In view of the Mondy court's ruling that the 30-day time limit is "non-jurisdictional," id. at 1057, the Court holds that, under the unusual circumstances of this case, the plaintiff's Complaint should not be dismissed for having been filed one day "late".
The defendant has not shown -- and the Court cannot conceive of -- any prejudice resulting from this one-day delay. See id. ("The Army does not assert that it has been disadvantaged by its belated notice of appellant's claim."). In addition, the plaintiff in this case is proceeding, pro se and in forma pauperis, along the complicated Title VII path and has filed a hand-written Complaint and other pleadings. Moreover, the Court takes very seriously its responsibility to further "Title VII's remedial purpose." Id. at 1054 (citing Zipes v. Trans World Airlines, 455 U.S. 385, 398, 71 L. Ed. 2d 234, 102 S. Ct. 1127 (1982)).

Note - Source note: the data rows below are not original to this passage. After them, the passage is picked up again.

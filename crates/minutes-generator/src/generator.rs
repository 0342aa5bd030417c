//! MinutesGenerator: turns an ended session into a [`MinutesRecord`].

use std::sync::Arc;

use tracing::{debug, warn, Instrument};

use minutes_context::render::condensed_context;
use minutes_context::{CondensedLimits, MeetingContext};
use minutes_core::config::GeneratorConfig;
use minutes_core::errors::{ExtractionError, MinutesError};
use minutes_core::models::{ActionItem, Decision, MinutesRecord, SummaryRequest, SummarySource};
use minutes_observability::minutes_span;
use minutes_observability::tracing_setup::events;
use minutes_providers::{ProviderOrchestrator, SummaryOutcome};

use crate::extraction::{
    merge_action_items, merge_decisions, parse_action_items, parse_decisions, scan_chunks,
};
use crate::summary::{short_session_summary, template_summary};

pub struct MinutesGenerator {
    orchestrator: Arc<ProviderOrchestrator>,
    config: GeneratorConfig,
    limits: CondensedLimits,
}

impl MinutesGenerator {
    pub fn new(
        orchestrator: Arc<ProviderOrchestrator>,
        config: GeneratorConfig,
        limits: CondensedLimits,
    ) -> Self {
        Self {
            orchestrator,
            config,
            limits,
        }
    }

    pub fn config(&self) -> &GeneratorConfig {
        &self.config
    }

    /// Build the record for a session that ended at `ended_at` (epoch ms).
    ///
    /// Never fails: provider problems degrade to the templated summary and to
    /// heuristic-only extraction.
    pub async fn generate(&self, ctx: &MeetingContext, ended_at: i64) -> MinutesRecord {
        self.generate_inner(ctx, ended_at)
            .instrument(minutes_span!(ctx.session_id.as_str()))
            .await
    }

    async fn generate_inner(&self, ctx: &MeetingContext, ended_at: i64) -> MinutesRecord {
        let mut ctx = ctx.clone();
        ctx.refresh_duration(ended_at);
        let duration = ctx.duration_minutes();

        let (summary, summary_source, provider_decisions, provider_actions) =
            if duration < self.config.short_session_minutes {
                debug!(duration, "short session, skipping providers");
                let summary =
                    short_session_summary(&ctx.subject_name, &ctx.recent_chunks, self.config.intro_chunks);
                (summary, SummarySource::ShortSession, Vec::new(), Vec::new())
            } else {
                let content = condensed_context(&ctx, self.limits);
                let ((summary, source), (decisions, actions)) = tokio::join!(
                    self.final_summary(&ctx, &content),
                    self.structured_extraction(&content, ended_at),
                );
                (summary, source, decisions, actions)
            };

        let (heuristic_decisions, heuristic_actions) =
            scan_chunks(&ctx.recent_chunks, &ctx.subject_name);
        let decisions = merge_decisions([
            std::mem::take(&mut ctx.decisions),
            provider_decisions,
            heuristic_decisions,
        ]);
        let action_items = merge_action_items([
            std::mem::take(&mut ctx.action_items),
            provider_actions,
            heuristic_actions,
        ]);

        let source_label = match summary_source {
            SummarySource::ShortSession => "short_session",
            SummarySource::Provider { provider } => provider.as_str(),
            SummarySource::Template => "template",
        };
        events::minutes_generated(&ctx.session_id, source_label, decisions.len(), action_items.len());

        MinutesRecord {
            session_id: ctx.session_id,
            subject_name: ctx.subject_name,
            started_at: ctx.start_time,
            ended_at,
            duration_minutes: duration,
            summary,
            summary_source,
            decisions: decisions.iter().map(ToString::to_string).collect(),
            action_items: action_items.iter().map(ToString::to_string).collect(),
            transcript_count: ctx.transcript_count,
            section_count: ctx.section_summaries.len(),
        }
    }

    async fn final_summary(&self, ctx: &MeetingContext, content: &str) -> (String, SummarySource) {
        match self
            .orchestrator
            .try_generate_summary(&SummaryRequest::final_summary(content))
            .await
        {
            Ok(outcome) => (
                outcome.text.trim().to_string(),
                SummarySource::Provider {
                    provider: outcome.provider,
                },
            ),
            Err(e) => {
                warn!(error = %e, "final summary unavailable, using template");
                let summary = template_summary(
                    ctx.duration_minutes(),
                    ctx.transcript_count,
                    &ctx.recent_chunks,
                    self.config.fallback_sample_chars,
                );
                (summary, SummarySource::Template)
            }
        }
    }

    /// Provider-extracted decisions and action items. Empty when disabled,
    /// unconfigured, or the output cannot be parsed.
    async fn structured_extraction(
        &self,
        content: &str,
        timestamp: i64,
    ) -> (Vec<Decision>, Vec<ActionItem>) {
        if !self.config.structured_extraction || !self.orchestrator.is_configured() {
            return (Vec::new(), Vec::new());
        }
        let decision_request = SummaryRequest::decisions(content);
        let action_request = SummaryRequest::action_items(content);
        let (decisions, actions) = tokio::join!(
            self.orchestrator.try_generate_summary(&decision_request),
            self.orchestrator.try_generate_summary(&action_request),
        );
        let decisions = recover(decisions, |text| parse_decisions(text, timestamp));
        let actions = recover(actions, |text| parse_action_items(text, timestamp));
        (decisions, actions)
    }
}

fn recover<T>(
    result: Result<SummaryOutcome, MinutesError>,
    parse: impl FnOnce(&str) -> Result<Vec<T>, ExtractionError>,
) -> Vec<T> {
    let outcome = match result {
        Ok(outcome) => outcome,
        Err(e) => {
            debug!(error = %e, "structured extraction unavailable");
            return Vec::new();
        }
    };
    parse(&outcome.text).unwrap_or_else(|e| {
        warn!(provider = %outcome.provider, error = %e, "discarding provider extraction output");
        Vec::new()
    })
}
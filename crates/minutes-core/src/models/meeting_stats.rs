use serde::{Deserialize, Serialize};

/// Point-in-time counters for the UI collaborator.
#[derive(Debug, Clone, Default, PartialEq, Eq, Serialize, Deserialize)]
pub struct MeetingStats {
    pub active: bool,
    pub session_id: Option<String>,
    pub duration_minutes: i64,
    /// Chunks currently retained.
    pub chunk_count: usize,
    /// Chunks ever appended, including trimmed ones.
    pub transcript_count: usize,
    pub micro_summary_count: usize,
    pub section_summary_count: usize,
    pub decision_count: usize,
    pub action_item_count: usize,
    pub current_topic: Option<String>,
    pub subject_mentions: usize,
}
use std::collections::{HashMap, VecDeque};
use std::sync::atomic::{AtomicUsize, Ordering};
use std::sync::Mutex;
use std::time::Duration;

use async_trait::async_trait;

use minutes_core::errors::{MinutesResult, ProviderError};
use minutes_core::models::{ProviderKind, ProviderResponse, SummaryRequest, SummaryType};
use minutes_core::traits::CompletionProvider;

/// What a scripted provider does on one call.
#[derive(Debug, Clone)]
pub enum Outcome {
    /// Succeed with this text.
    Reply(String),
    /// Return `Err(ProviderError::RequestFailed)`.
    Fail(String),
    /// Answer with an `Error:`-prefixed summary / a flagged failure response.
    ErrorText(String),
    /// Succeed with an empty string.
    Empty,
    /// Sleep, then succeed with this text.
    Delayed(Duration, String),
}

/// A provider whose answers are scripted per call.
///
/// Summary requests with a per-type outcome always get it. Otherwise queued
/// outcomes are consumed first; afterwards every call gets the fallback. All calls and summary requests are recorded.
pub struct ScriptedProvider {
    kind: ProviderKind,
    queue: Mutex<VecDeque<Outcome>>,
    fallback: Outcome,
    by_type: HashMap<SummaryType, Outcome>,
    calls: AtomicUsize,
    requests: Mutex<Vec<SummaryRequest>>,
    questions: Mutex<Vec<(String, String)>>,
}

impl ScriptedProvider {
    pub fn new(kind: ProviderKind, fallback: Outcome) -> Self {
        Self {
            kind,
            queue: Mutex::new(VecDeque::new()),
            fallback,
            by_type: HashMap::new(),
            calls: AtomicUsize::new(0),
            requests: Mutex::new(Vec::new()),
            questions: Mutex::new(Vec::new()),
        }
    }

    /// Always succeeds with `text`.
    pub fn replying(kind: ProviderKind, text: impl Into<String>) -> Self {
        Self::new(kind, Outcome::Reply(text.into()))
    }

    /// Always fails.
    pub fn failing(kind: ProviderKind) -> Self {
        Self::new(kind, Outcome::Fail(format!("{} is down", kind)))
    }

    /// Queue outcomes consumed before the fallback applies.
    pub fn with_script(self, script: impl IntoIterator<Item = Outcome>) -> Self {
        self.queue.lock().unwrap().extend(script);
        self
    }

    /// Always answer summary requests of `summary_type` with `outcome`.
    pub fn on_summary(mut self, summary_type: SummaryType, outcome: Outcome) -> Self {
        self.by_type.insert(summary_type, outcome);
        self
    }

    /// Total calls of either method.
    pub fn calls(&self) -> usize {
        self.calls.load(Ordering::SeqCst)
    }

    pub fn summary_requests(&self) -> Vec<SummaryRequest> {
        self.requests.lock().unwrap().clone()
    }

    /// Recorded `(question, context)` pairs.
    pub fn questions(&self) -> Vec<(String, String)> {
        self.questions.lock().unwrap().clone()
    }

    fn next(&self) -> Outcome {
        self.calls.fetch_add(1, Ordering::SeqCst);
        self.queue
            .lock()
            .unwrap()
            .pop_front()
            .unwrap_or_else(|| self.fallback.clone())
    }

    fn failure(&self, reason: String) -> ProviderError {
        ProviderError::RequestFailed {
            provider: self.kind.to_string(),
            reason,
        }
    }
}

#[async_trait]
impl CompletionProvider for ScriptedProvider {
    fn kind(&self) -> ProviderKind {
        self.kind
    }

    async fn answer_question(
        &self,
        question: &str,
        context: &str,
    ) -> MinutesResult<ProviderResponse> {
        self.questions
            .lock()
            .unwrap()
            .push((question.to_string(), context.to_string()));
        match self.next() {
            Outcome::Reply(text) => Ok(ProviderResponse::ok(self.kind, text)),
            Outcome::Fail(reason) => Err(self.failure(reason).into()),
            Outcome::ErrorText(reason) => Ok(ProviderResponse::failed(self.kind, reason)),
            Outcome::Empty => Ok(ProviderResponse::ok(self.kind, "")),
            Outcome::Delayed(delay, text) => {
                tokio::time::sleep(delay).await;
                Ok(ProviderResponse::ok(self.kind, text))
            }
        }
    }

    async fn generate_summary(&self, request: &SummaryRequest) -> MinutesResult<String> {
        self.requests.lock().unwrap().push(request.clone());
        let outcome = match self.by_type.get(&request.summary_type) {
            Some(outcome) => {
                self.calls.fetch_add(1, Ordering::SeqCst);
                outcome.clone()
            }
            None => self.next(),
        };
        match outcome {
            Outcome::Reply(text) => Ok(text),
            Outcome::Fail(reason) => Err(self.failure(reason).into()),
            Outcome::ErrorText(reason) => Ok(format!("Error: {reason}")),
            Outcome::Empty => Ok(String::new()),
            Outcome::Delayed(delay, text) => {
                tokio::time::sleep(delay).await;
                Ok(text)
            }
        }
    }
}
use std::sync::Arc;
use std::time::Duration;

use minutes_compaction::{CompactionScheduler, LevelOutcome};
use minutes_context::ContextStore;
use minutes_core::config::{CompactionConfig, SessionConfig};
use minutes_core::errors::CompactionError;
use minutes_core::models::{MicroSummary, ProviderKind, SummaryType, TranscriptChunk};
use minutes_providers::ProviderOrchestrator;
use test_fixtures::{ManualClock, Outcome, ScriptedProvider};
use tokio_util::sync::CancellationToken;

const START: i64 = 1_700_000_000_000;
const MIN: i64 = 60_000;

struct Harness {
    clock: Arc<ManualClock>,
    store: Arc<ContextStore>,
    provider: Arc<ScriptedProvider>,
    scheduler: Arc<CompactionScheduler>,
    session_id: String,
}

fn harness(provider: ScriptedProvider) -> Harness {
    let clock = Arc::new(ManualClock::new(START));
    let store = Arc::new(ContextStore::new(SessionConfig::default(), clock.clone()));
    let provider = Arc::new(provider);
    let orchestrator =
        Arc::new(ProviderOrchestrator::new(Duration::from_secs(30)).with_provider(provider.clone()));
    let scheduler = Arc::new(CompactionScheduler::new(
        store.clone(),
        orchestrator,
        CompactionConfig::default(),
        clock.clone(),
    ));
    let session_id = store.start_session("Alice").session_id;
    Harness {
        clock,
        store,
        provider,
        scheduler,
        session_id,
    }
}

impl Harness {
    fn append(&self, text: &str) {
        self.store
            .append_chunk(TranscriptChunk::new(text, self.clock.now(), None));
    }

    fn seed_micros(&self, n: usize) {
        for i in 0..n {
            self.store
                .apply_micro_summary(
                    &self.session_id,
                    MicroSummary {
                        summary: format!("micro {i}"),
                        start_time: START,
                        end_time: START + 1,
                        topics: vec![],
                    },
                )
                .unwrap();
        }
    }
}

#[tokio::test]
async fn no_micro_before_five_chunks() {
    let h = harness(ScriptedProvider::replying(ProviderKind::OpenAi, "summary"));
    h.clock.advance_minutes(10);
    for i in 0..4 {
        h.append(&format!("chunk {i}"));
        let report = h.scheduler.on_chunk_appended(&CancellationToken::new()).await;
        assert!(report.micro.is_none());
    }
    assert_eq!(h.provider.calls(), 0);
    assert_eq!(h.store.stats().micro_summary_count, 0);
}

#[tokio::test]
async fn exactly_one_micro_per_eligible_trigger() {
    let h = harness(ScriptedProvider::replying(
        ProviderKind::OpenAi,
        "The team discussed the release deadline.",
    ));
    for i in 0..4 {
        h.append(&format!("chunk {i}"));
        h.scheduler.on_chunk_appended(&CancellationToken::new()).await;
        h.clock.advance_secs(90);
    }
    h.append("chunk 4");
    let report = h.scheduler.on_chunk_appended(&CancellationToken::new()).await;
    assert!(matches!(
        report.micro,
        Some(LevelOutcome::Applied { provider: ProviderKind::OpenAi, covered: 5 })
    ));

    // Same instant, one more chunk: the interval has not elapsed again.
    h.append("chunk 5");
    let report = h.scheduler.on_chunk_appended(&CancellationToken::new()).await;
    assert!(report.micro.is_none());

    let ctx = h.store.snapshot().unwrap();
    assert_eq!(ctx.micro_summaries.len(), 1);
    let micro = &ctx.micro_summaries[0];
    assert_eq!(micro.start_time, START);
    assert_eq!(micro.end_time, h.clock.now());
    assert_eq!(micro.topics, vec!["release", "deadline"]);
    assert_eq!(ctx.current_topic.as_deref(), Some("release"));

    let requests = h.provider.summary_requests();
    assert_eq!(requests.len(), 1);
    assert_eq!(requests[0].summary_type, SummaryType::Micro);
    assert_eq!(requests[0].max_words, Some(100));
    assert_eq!(requests[0].content.lines().count(), 5);
}

#[tokio::test]
async fn micro_failure_is_skipped_without_changes() {
    let h = harness(ScriptedProvider::failing(ProviderKind::OpenAi));
    h.clock.advance_minutes(6);
    for i in 0..5 {
        h.append(&format!("chunk {i}"));
    }
    let report = h.scheduler.on_chunk_appended(&CancellationToken::new()).await;
    assert!(matches!(
        report.micro,
        Some(LevelOutcome::Failed(CompactionError::Skipped { .. }))
    ));
    assert_eq!(h.store.stats().micro_summary_count, 0);
    assert!(!h.scheduler.is_running());
}

#[tokio::test]
async fn section_folds_three_oldest_on_success() {
    let h = harness(ScriptedProvider::replying(ProviderKind::Groq, "First half covered planning."));
    h.seed_micros(4);
    h.clock.advance_minutes(31);
    let report = h.scheduler.on_chunk_appended(&CancellationToken::new()).await;
    assert!(matches!(report.section, Some(LevelOutcome::Applied { covered: 3, .. })));

    let ctx = h.store.snapshot().unwrap();
    assert_eq!(ctx.section_summaries, vec!["First half covered planning.".to_string()]);
    assert_eq!(ctx.micro_summaries.len(), 1);
    assert_eq!(ctx.micro_summaries[0].summary, "micro 3");
    assert_eq!(ctx.last_section_compaction_at, Some(h.clock.now()));

    let request = &h.provider.summary_requests()[0];
    assert_eq!(request.summary_type, SummaryType::Section);
    assert_eq!(request.content, "micro 0\nmicro 1\nmicro 2");
}

#[tokio::test]
async fn micro_completing_a_batch_runs_section_in_the_same_pass() {
    let h = harness(ScriptedProvider::replying(ProviderKind::OpenAi, "summary"));
    h.seed_micros(2);
    h.clock.advance_minutes(31);
    for i in 0..5 {
        h.append(&format!("chunk {i}"));
    }

    let report = h.scheduler.on_chunk_appended(&CancellationToken::new()).await;

    assert!(matches!(report.micro, Some(LevelOutcome::Applied { covered: 5, .. })));
    assert!(matches!(report.section, Some(LevelOutcome::Applied { covered: 3, .. })));
    let stats = h.store.stats();
    assert_eq!(stats.micro_summary_count, 0);
    assert_eq!(stats.section_summary_count, 1);
    let kinds: Vec<_> = h
        .provider
        .summary_requests()
        .iter()
        .map(|r| r.summary_type)
        .collect();
    assert_eq!(kinds, vec![SummaryType::Micro, SummaryType::Section]);
}

#[tokio::test]
async fn section_failure_leaves_micros_untouched() {
    let h = harness(ScriptedProvider::new(
        ProviderKind::Groq,
        Outcome::ErrorText("overloaded".into()),
    ));
    h.seed_micros(3);
    h.clock.advance_minutes(31);
    let report = h.scheduler.on_chunk_appended(&CancellationToken::new()).await;
    assert!(matches!(report.section, Some(LevelOutcome::Failed(_))));

    let ctx = h.store.snapshot().unwrap();
    assert_eq!(ctx.micro_summaries.len(), 3);
    assert!(ctx.section_summaries.is_empty());
    assert!(ctx.last_section_compaction_at.is_none());
}

#[tokio::test]
async fn section_not_due_before_interval() {
    let h = harness(ScriptedProvider::replying(ProviderKind::Groq, "section"));
    h.seed_micros(3);
    h.clock.advance_minutes(29);
    let report = h.scheduler.on_chunk_appended(&CancellationToken::new()).await;
    assert!(report.section.is_none());
    assert_eq!(h.provider.calls(), 0);
}

#[tokio::test]
async fn cancelled_pass_discards_result() {
    let h = harness(ScriptedProvider::replying(ProviderKind::OpenAi, "summary"));
    h.clock.advance_minutes(6);
    for i in 0..5 {
        h.append(&format!("chunk {i}"));
    }
    let token = CancellationToken::new();
    token.cancel();
    let report = h.scheduler.on_chunk_appended(&token).await;
    assert!(matches!(report.micro, Some(LevelOutcome::Discarded { .. })));
    assert_eq!(h.store.stats().micro_summary_count, 0);
}

#[tokio::test]
async fn trim_runs_after_every_pass() {
    let h = harness(ScriptedProvider::replying(ProviderKind::OpenAi, "summary"));
    for i in 0..25 {
        h.append(&format!("chunk {i}"));
    }
    let report = h.scheduler.on_chunk_appended(&CancellationToken::new()).await;
    assert!(report.micro.is_none());
    assert_eq!(report.trimmed, 5);
    assert_eq!(h.store.stats().chunk_count, 20);
}

#[tokio::test(start_paused = true)]
async fn concurrent_trigger_only_trims() {
    let h = harness(ScriptedProvider::new(
        ProviderKind::OpenAi,
        Outcome::Delayed(Duration::from_secs(10), "slow summary".into()),
    ));
    h.clock.advance_minutes(6);
    for i in 0..5 {
        h.append(&format!("chunk {i}"));
    }

    let scheduler = h.scheduler.clone();
    let first = tokio::spawn(async move { scheduler.on_chunk_appended(&CancellationToken::new()).await });
    while !h.scheduler.is_running() {
        tokio::task::yield_now().await;
    }

    h.append("chunk 5");
    let second = h.scheduler.on_chunk_appended(&CancellationToken::new()).await;
    assert!(second.contended);
    assert!(second.micro.is_none());

    let first = first.await.unwrap();
    assert!(first.micro.as_ref().is_some_and(|m| m.is_applied()));
    assert_eq!(h.store.stats().micro_summary_count, 1);
    assert_eq!(h.provider.calls(), 1);
}
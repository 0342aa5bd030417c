use std::fmt;
use std::str::FromStr;

use serde::{Deserialize, Serialize};

use crate::errors::MinutesError;

/// Supported text-generation backends.
///
/// Declaration order is the stable fallback order for non-preferred providers.
#[derive(Debug, Clone, Copy, PartialEq, Eq, Hash, PartialOrd, Ord, Serialize, Deserialize)]
#[serde(rename_all = "lowercase")]
pub enum ProviderKind {
    OpenAi,
    Anthropic,
    Gemini,
    Groq,
    OpenRouter,
    Local,
}

impl ProviderKind {
    /// All kinds in stable fallback order.
    pub const ALL: [ProviderKind; 6] = [
        Self::OpenAi,
        Self::Anthropic,
        Self::Gemini,
        Self::Groq,
        Self::OpenRouter,
        Self::Local,
    ];

    pub fn as_str(&self) -> &'static str {
        match self {
            Self::OpenAi => "openai",
            Self::Anthropic => "anthropic",
            Self::Gemini => "gemini",
            Self::Groq => "groq",
            Self::OpenRouter => "openrouter",
            Self::Local => "local",
        }
    }

    /// Environment variable holding this provider's API key.
    pub fn api_key_env_var(&self) -> String {
        format!("MINUTES_{}_API_KEY", self.as_str().to_uppercase())
    }
}

impl fmt::Display for ProviderKind {
    fn fmt(&self, f: &mut fmt::Formatter<'_>) -> fmt::Result {
        f.write_str(self.as_str())
    }
}

impl FromStr for ProviderKind {
    type Err = MinutesError;

    fn from_str(s: &str) -> Result<Self, Self::Err> {
        let lowered = s.trim().to_lowercase();
        Self::ALL
            .into_iter()
            .find(|k| k.as_str() == lowered)
            .ok_or_else(|| MinutesError::ConfigError(format!("unknown provider kind: {s}")))
    }
}
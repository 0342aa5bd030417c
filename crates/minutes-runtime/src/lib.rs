//! # minutes-runtime
//!
//! [`MeetingRuntime`] ties the workspace together: it owns the context store,
//! the provider orchestrator, the compaction scheduler and the minutes
//! generator, tracks the background tasks of the active session, and hands
//! the final record to a [`MinutesSink`](minutes_core::traits::MinutesSink).

mod runtime;
mod session;
pub mod sink;

pub use runtime::{MeetingRuntime, SessionStarted};
pub use sink::TracingSink;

In light of the foregoing and the overall record in this case, the Court holds that an overly strict, technical application of Title VII's 30-day time limit to dismiss this Complaint would be not only inequitable and contrary to the remedial principles underlying Title VII but also "'particularly inappropriate in a statutory scheme in which laymen, unassisted by trained lawyers, initiate the process.'" Zipes, 455 U.S. at 397 (quoting Love v. Pullman Co., 404 U.S. 522, 527, 30 L. Ed. 2d 679, 92 S. Ct. 616 (1972)). Dismissal at this stage for the reason that the defendant now urges simply is too drastic and disproportionate a sanction for the plaintiff's de minimis failure of filing her Complaint one day after the expiration of the 30-day time limit.
Accordingly, it is, by the Court, this 16th day of May, 1990,
ORDERED that the defendant's Motion to Dismiss shall be, and hereby is, DENIED.